KIF4A Inhibits Ferroptosis in Glioblastoma via the CHMP4B/GPX4 Axis and Promotes Temozolomide Resistance.

Abstract

Glioblastoma (GBM) is the most malignant primary brain tumor in adults. Temozolomide (TMZ) stands for the first-line chemotherapeutic agent against GBM. TMZ resistance is an important factor contributing to the poor prognosis of GBM, but the underlying molecular mechanisms are unclear. Previous studies have suggested that KIF4A may be an indicator of poor prognosis in glioma patients, but the association of KIF4A with TMZ resistance has never been investigated.

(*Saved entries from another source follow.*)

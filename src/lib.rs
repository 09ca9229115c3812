//! Contributor activity ingestion and leaderboards for GitHub repositories.
//!
//! An [`Ingestor`] pages through merged pull requests and closed issues,
//! caches detail responses on disk and reduces them to per-item summary
//! tables. Those tables render as CSV, JSON or an HTML leaderboard.

pub mod api;
pub mod cache;
pub mod classify;
pub mod client;
pub mod collect;
pub mod config;
pub mod error;
pub mod fetch;
pub mod filters;
pub mod job;
pub mod leaderboard;
pub mod render;
pub mod summary;
pub mod text;
pub mod types;

use std::path::PathBuf;

pub use api::{GitHubApi, ListPage};
pub use cache::{CacheKey, DiskCache, ItemKind};
pub use classify::{classify, PathPolicy, PrType};
pub use client::GitHubClient;
pub use config::{
    CacheConfig, DetailFailurePolicy, FailurePolicies, FetchConfig, FilterConfig, GitHubConfig,
    LeaderboardConfig, ListingConfig, RateLimitConfig, SelfInteraction,
};
pub use error::{PullboardError, Result};
pub use fetch::{screen_listing, Ingestor, Screen};
pub use filters::{
    is_bot, is_bot_login, is_low_signal_comment, ActivityQuery, ActorFilter, BranchFilter,
    IssueState, NameSet, TimeWindow,
};
pub use job::{Job, JobOptions, Snapshot};
pub use leaderboard::{Category, Chart, LeaderboardEntry};
pub use render::{render_html, render_rows, LeaderboardOptions, OutputFormat};
pub use summary::{ActivityBundle, CommentSummary, IssueSummary, PrSummary, ReviewSummary};
pub use text::{clean_description, word_count};
pub use types::{
    BranchRef, ChangedFile, Comment, GitHubUser, Issue, PullRequest, RepoListing, RepoSource,
    Repository,
};

/// Assembles an [`Ingestor`] backed by the GitHub REST API and a disk cache.
pub struct PullboardBuilder {
    config: FetchConfig,
}

impl PullboardBuilder {
    pub fn new() -> Self {
        Self {
            config: FetchConfig::default(),
        }
    }

    pub fn with_config(config: FetchConfig) -> Self {
        Self { config }
    }

    pub fn token_env_var(mut self, var_name: impl Into<String>) -> Self {
        self.config.github.token_env_var = var_name.into();
        self
    }

    pub fn token_path(mut self, path: impl Into<PathBuf>) -> Self {
        self.config.github.token_path = Some(path.into());
        self
    }

    pub fn api_base_url(mut self, url: impl Into<String>) -> Self {
        self.config.github.api_base_url = url.into();
        self
    }

    pub fn user_agent(mut self, agent: impl Into<String>) -> Self {
        self.config.github.user_agent = agent.into();
        self
    }

    pub fn timeout(mut self, seconds: u64) -> Self {
        self.config.github.timeout_seconds = seconds;
        self
    }

    pub fn rate_limit(mut self, requests_per_minute: u32) -> Self {
        self.config.rate_limiting.delay_between_requests_ms =
            60_000 / requests_per_minute.max(1) as u64;
        self
    }

    pub fn max_retries(mut self, retries: u32) -> Self {
        self.config.rate_limiting.max_retries = retries;
        self
    }

    pub fn cache_dir(mut self, dir: impl Into<PathBuf>) -> Self {
        self.config.cache.path = Some(dir.into());
        self
    }

    pub fn cache_max_bytes(mut self, max_bytes: u64) -> Self {
        self.config.cache.max_bytes = max_bytes;
        self
    }

    pub fn self_interaction(mut self, rule: SelfInteraction) -> Self {
        self.config.filtering.self_interaction = rule;
        self
    }

    pub fn top_n(mut self, n: usize) -> Self {
        self.config.leaderboard.top_n = n;
        self
    }

    pub fn config(&self) -> &FetchConfig {
        &self.config
    }

    pub fn build(self) -> Result<Ingestor<GitHubClient>> {
        let client = GitHubClient::with_config(&self.config)?;
        let cache = DiskCache::from_config(&self.config.cache)?;
        Ingestor::new(client, cache, self.config)
    }
}

impl Default for PullboardBuilder {
    fn default() -> Self {
        Self::new()
    }
}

The detection of ferroptosis levels in GBM cells was accomplished through the utilization of ROS, MDA, JC-1, and Western blot analysis. The assessment of TMZ resistance was performed through the implementation of CCK8, cell cloning, and cell cycle analysis. The identification of downstream targets of KIF4A was facilitated by protein profiling and immunofluorescence. KIF4A inhibits ferroptosis in GBM cells through the CHMP4B/GPX4 axis and promotes TMZ resistance. Knockdown of KIF4A or CHMP4B sensitized GBM cells to chemotherapy. In addition, KIF4A induced epithelial-mesenchymal transition in GBM cells, which synergistically promoted TMZ resistance.The present study elucidates a novel mechanism of TMZ resistance in glioblastoma through the CHMP4B/GPX4 axis. Based on these findings, targeting KIF4A may offer a potential new strategy against GBM.